Merger Documents and Debt Transfer Documents. Lender shall have received, in each case in form and substance acceptable to Lender in its sole discretion, fully executed copies of: (a) the TCC Merger Agreement, (b) the Little Harbor Debt Repayment Agreement and the other Little Harbor Subordinated Debt Documents, and (c) all documents, instruments, and agreements executed and/or delivered by any Loan Party pursuant to, or in connection with, the Debt Transfer. 11 4. Reaffirmation of Security.
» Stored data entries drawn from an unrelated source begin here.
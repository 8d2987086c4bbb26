//! Service configuration loading and types.

use std::path::{Path, PathBuf};
use std::time::Duration;

use anyhow::{Context, Result};
use serde::{Deserialize, Serialize};

use atmosphere::{DispatcherConfig, ServiceSettings};

/// Service configuration, read from an optional YAML file and then
/// overridden from the environment.
#[derive(Debug, Clone, PartialEq, Serialize, Deserialize)]
pub struct ServiceConfig {
    /// Path of the `airports.dat` catalog.
    #[serde(default = "default_airports_file")]
    pub airports_file: PathBuf,

    /// Maximum number of tasks running at once.
    #[serde(default = "default_pool_size")]
    pub pool_size: usize,

    /// How long a caller waits for its task.
    #[serde(default = "default_task_timeout_secs")]
    pub task_timeout_secs: u64,

    /// Largest radius a weather query may ask for.
    #[serde(default = "default_max_radius_km")]
    pub max_radius_km: f64,

    /// Window in which an update counts as recent.
    #[serde(default = "default_recent_window_hours")]
    pub recent_window_hours: u64,
}

impl Default for ServiceConfig {
    fn default() -> Self {
        Self {
            airports_file: default_airports_file(),
            pool_size: default_pool_size(),
            task_timeout_secs: default_task_timeout_secs(),
            max_radius_km: default_max_radius_km(),
            recent_window_hours: default_recent_window_hours(),
        }
    }
}

impl ServiceConfig {
    /// Load from `path` if given, then apply environment overrides.
    ///
    /// A missing file is not an error; defaults are used instead.
    pub fn load(path: Option<&Path>) -> Result<Self> {
        let mut config = match path {
            Some(path) if path.exists() => Self::from_file(path)?,
            Some(path) => {
                tracing::warn!(
                    "Config file {} does not exist, using defaults",
                    path.display()
                );
                Self::default()
            }
            None => Self::default(),
        };

        config.apply_overrides(|key| std::env::var(key).ok())?;
        Ok(config)
    }

    pub fn from_file(path: &Path) -> Result<Self> {
        let content = std::fs::read_to_string(path)
            .with_context(|| format!("Failed to read: {:?}", path))?;
        serde_yaml::from_str(&content).with_context(|| format!("Failed to parse: {:?}", path))
    }

    /// Apply `WEATHER_*` overrides looked up through `lookup`.
    pub fn apply_overrides<F>(&mut self, lookup: F) -> Result<()>
    where
        F: Fn(&str) -> Option<String>,
    {
        if let Some(file) = lookup("WEATHER_AIRPORTS_FILE") {
            self.airports_file = PathBuf::from(file);
        }
        if let Some(size) = lookup("WEATHER_POOL_SIZE") {
            self.pool_size = size
                .parse()
                .with_context(|| format!("Invalid WEATHER_POOL_SIZE: {}", size))?;
        }
        if let Some(secs) = lookup("WEATHER_TASK_TIMEOUT_SECS") {
            self.task_timeout_secs = secs
                .parse()
                .with_context(|| format!("Invalid WEATHER_TASK_TIMEOUT_SECS: {}", secs))?;
        }
        if let Some(km) = lookup("WEATHER_MAX_RADIUS_KM") {
            self.max_radius_km = km
                .parse()
                .with_context(|| format!("Invalid WEATHER_MAX_RADIUS_KM: {}", km))?;
        }
        Ok(())
    }

    pub fn service_settings(&self) -> Result<ServiceSettings> {
        let recent_window_ms = self
            .recent_window_hours
            .checked_mul(3_600_000)
            .and_then(|ms| i64::try_from(ms).ok())
            .with_context(|| {
                format!("recent_window_hours {} is too large", self.recent_window_hours)
            })?;

        Ok(ServiceSettings {
            max_radius_km: self.max_radius_km,
            recent_window_ms,
        })
    }

    pub fn dispatcher_config(&self) -> DispatcherConfig {
        DispatcherConfig {
            pool_size: self.pool_size,
            task_timeout: Duration::from_secs(self.task_timeout_secs),
        }
    }
}

fn default_airports_file() -> PathBuf {
    PathBuf::from("config/airports.dat")
}
fn default_pool_size() -> usize {
    100
}
fn default_task_timeout_secs() -> u64 {
    30
}
fn default_max_radius_km() -> f64 {
    25_000.0
}
fn default_recent_window_hours() -> u64 {
    24
}

#[cfg(test)]
mod tests {
    use super::*;
    use std::collections::HashMap;

    #[test]
    fn test_defaults() {
        let config = ServiceConfig::default();
        assert_eq!(config.pool_size, 100);
        assert_eq!(config.task_timeout_secs, 30);
        assert_eq!(config.service_settings().unwrap().recent_window_ms, 86_400_000);
        assert_eq!(config.dispatcher_config().task_timeout, Duration::from_secs(30));
    }

    #[test]
    fn test_yaml_parsing_fills_defaults() {
        let yaml = r#"
airports_file: /data/airports.dat
pool_size: 8
"#;
        let config: ServiceConfig = serde_yaml::from_str(yaml).unwrap();
        assert_eq!(config.airports_file, PathBuf::from("/data/airports.dat"));
        assert_eq!(config.pool_size, 8);
        assert_eq!(config.max_radius_km, 25_000.0);
    }

    #[test]
    fn test_load_missing_file_uses_defaults() {
        let dir = tempfile::tempdir().unwrap();
        let mut config = ServiceConfig::load(Some(&dir.path().join("nope.yaml"))).unwrap();
        // The process environment may carry overrides; compare the rest.
        config.apply_overrides(|_| None).unwrap();
        assert_eq!(config.recent_window_hours, 24);
    }

    #[test]
    fn test_load_from_file() {
        let dir = tempfile::tempdir().unwrap();
        let path = dir.path().join("weather.yaml");
        std::fs::write(&path, "task_timeout_secs: 5\nrecent_window_hours: 1\n").unwrap();

        let config = ServiceConfig::from_file(&path).unwrap();
        assert_eq!(config.task_timeout_secs, 5);
        assert_eq!(config.service_settings().unwrap().recent_window_ms, 3_600_000);
    }

    #[test]
    fn test_env_overrides() {
        let env: HashMap<&str, &str> = [
            ("WEATHER_AIRPORTS_FILE", "/tmp/a.dat"),
            ("WEATHER_POOL_SIZE", "4"),
            ("WEATHER_MAX_RADIUS_KM", "500"),
        ]
        .into_iter()
        .collect();

        let mut config = ServiceConfig::default();
        config
            .apply_overrides(|key| env.get(key).map(|v| v.to_string()))
            .unwrap();

        assert_eq!(config.airports_file, PathBuf::from("/tmp/a.dat"));
        assert_eq!(config.pool_size, 4);
        assert_eq!(config.max_radius_km, 500.0);
        assert_eq!(config.task_timeout_secs, 30);
    }

    #[test]
    fn test_oversized_recent_window_is_an_error() {
        let config = ServiceConfig {
            recent_window_hours: u64::MAX / 1_000,
            ..ServiceConfig::default()
        };
        let err = config.service_settings().unwrap_err();
        assert!(err.to_string().contains("recent_window_hours"));

        let config = ServiceConfig {
            recent_window_hours: u64::MAX / 3_600_000,
            ..ServiceConfig::default()
        };
        assert!(config.service_settings().is_err());
    }

    #[test]
    fn test_invalid_override_is_an_error() {
        let mut config = ServiceConfig::default();
        let result = config.apply_overrides(|key| {
            (key == "WEATHER_POOL_SIZE").then(|| "many".to_string())
        });
        assert!(result.is_err());
    }
}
Borrower, Parent and Lender hereby expressly intend that this Amendment shall not in any manner (a) constitute the refinancing, refunding, payment or extinguishment of the Obligations evidenced by the existing Loan Documents; (b) be deemed to evidence a novation of the outstanding balance of the Obligations; or (c) adversely affect, replace, impair, or extinguish the creation, attachment, perfection or priority of the Liens on the Loan Collateral granted pursuant to any Security Document evidencing, governing or creating a Lien on the Loan Collateral. Each of Borrower and Parent ratifies and reaffirms any and all grants of Liens to Lender on the Loan Collateral as security for the Obligations, and each of Borrower and Parent acknowledges and confirms that the grants of the Liens to Lender on the Loan Collateral: (i) represent continuing Liens on all of the Loan Collateral, (ii) secure all of the Obligations, and (iii) represent valid, first and best Liens on all of the Loan Collateral except to the extent of any Permitted Liens. 5.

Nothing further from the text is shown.